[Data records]
******************************

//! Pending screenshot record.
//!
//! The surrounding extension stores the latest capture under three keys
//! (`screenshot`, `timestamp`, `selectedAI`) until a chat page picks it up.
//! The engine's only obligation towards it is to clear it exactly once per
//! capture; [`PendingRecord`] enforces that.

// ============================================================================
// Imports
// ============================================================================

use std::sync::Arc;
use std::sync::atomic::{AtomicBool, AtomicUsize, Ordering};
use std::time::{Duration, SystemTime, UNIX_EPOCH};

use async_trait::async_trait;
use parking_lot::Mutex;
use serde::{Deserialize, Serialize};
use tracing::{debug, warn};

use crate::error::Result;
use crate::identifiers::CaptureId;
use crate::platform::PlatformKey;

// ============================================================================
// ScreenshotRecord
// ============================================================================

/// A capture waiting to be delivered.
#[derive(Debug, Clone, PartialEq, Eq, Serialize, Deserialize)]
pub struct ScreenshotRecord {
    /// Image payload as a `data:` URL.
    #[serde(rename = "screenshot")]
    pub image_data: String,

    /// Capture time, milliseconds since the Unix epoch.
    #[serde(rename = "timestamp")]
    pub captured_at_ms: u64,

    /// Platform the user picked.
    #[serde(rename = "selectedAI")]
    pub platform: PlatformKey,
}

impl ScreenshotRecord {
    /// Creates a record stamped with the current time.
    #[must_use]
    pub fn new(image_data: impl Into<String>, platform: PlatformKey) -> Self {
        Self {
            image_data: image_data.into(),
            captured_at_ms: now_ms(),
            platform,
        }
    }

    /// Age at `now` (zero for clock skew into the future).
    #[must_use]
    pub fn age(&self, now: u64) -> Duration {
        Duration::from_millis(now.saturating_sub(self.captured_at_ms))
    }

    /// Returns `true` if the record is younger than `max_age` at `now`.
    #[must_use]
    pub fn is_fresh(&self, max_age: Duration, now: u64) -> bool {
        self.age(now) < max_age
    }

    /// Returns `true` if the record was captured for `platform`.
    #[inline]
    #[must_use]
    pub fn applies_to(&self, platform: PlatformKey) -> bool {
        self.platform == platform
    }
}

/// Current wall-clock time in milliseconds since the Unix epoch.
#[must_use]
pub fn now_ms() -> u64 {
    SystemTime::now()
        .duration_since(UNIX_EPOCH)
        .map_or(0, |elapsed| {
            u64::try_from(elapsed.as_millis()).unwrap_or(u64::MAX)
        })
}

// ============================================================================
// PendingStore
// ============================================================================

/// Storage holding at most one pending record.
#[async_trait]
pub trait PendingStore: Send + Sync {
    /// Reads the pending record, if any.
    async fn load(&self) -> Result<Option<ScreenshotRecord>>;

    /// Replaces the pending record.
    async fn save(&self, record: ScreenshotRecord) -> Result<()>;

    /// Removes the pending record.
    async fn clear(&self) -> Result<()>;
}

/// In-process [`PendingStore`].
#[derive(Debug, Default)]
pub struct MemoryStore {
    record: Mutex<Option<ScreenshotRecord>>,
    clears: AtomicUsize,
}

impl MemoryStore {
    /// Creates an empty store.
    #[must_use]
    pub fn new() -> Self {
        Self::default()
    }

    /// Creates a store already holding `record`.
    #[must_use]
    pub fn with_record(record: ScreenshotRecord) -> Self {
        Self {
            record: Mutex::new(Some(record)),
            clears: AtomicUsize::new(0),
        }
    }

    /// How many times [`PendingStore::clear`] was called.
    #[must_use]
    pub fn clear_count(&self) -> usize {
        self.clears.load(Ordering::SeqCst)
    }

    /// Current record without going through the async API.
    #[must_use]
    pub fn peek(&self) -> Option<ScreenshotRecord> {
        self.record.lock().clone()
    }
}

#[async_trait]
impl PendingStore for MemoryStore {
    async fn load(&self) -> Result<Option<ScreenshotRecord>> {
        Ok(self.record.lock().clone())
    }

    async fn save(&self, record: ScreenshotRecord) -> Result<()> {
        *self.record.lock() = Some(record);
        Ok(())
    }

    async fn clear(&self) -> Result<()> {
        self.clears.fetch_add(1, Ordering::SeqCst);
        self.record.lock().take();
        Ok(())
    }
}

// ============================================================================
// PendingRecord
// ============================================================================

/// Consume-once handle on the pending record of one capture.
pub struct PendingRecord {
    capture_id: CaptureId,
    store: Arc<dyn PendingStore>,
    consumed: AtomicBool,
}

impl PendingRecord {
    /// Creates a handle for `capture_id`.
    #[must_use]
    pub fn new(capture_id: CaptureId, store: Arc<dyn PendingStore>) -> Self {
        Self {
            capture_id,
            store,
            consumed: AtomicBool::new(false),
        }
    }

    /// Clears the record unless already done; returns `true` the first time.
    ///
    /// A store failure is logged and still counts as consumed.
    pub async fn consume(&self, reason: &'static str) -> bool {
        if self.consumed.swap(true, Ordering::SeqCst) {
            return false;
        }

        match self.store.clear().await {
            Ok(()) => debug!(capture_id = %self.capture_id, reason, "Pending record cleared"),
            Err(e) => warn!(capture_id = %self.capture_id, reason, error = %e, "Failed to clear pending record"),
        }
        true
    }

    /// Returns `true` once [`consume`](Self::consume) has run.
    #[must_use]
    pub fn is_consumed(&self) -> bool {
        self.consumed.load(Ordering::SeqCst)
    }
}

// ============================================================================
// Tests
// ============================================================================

******************************

PROBLEM TO SOLVE: Tally up the lines in the records containing the word "milliseconds", then give the count and nothing else.

SOLUTION FOR THIS TASK: 2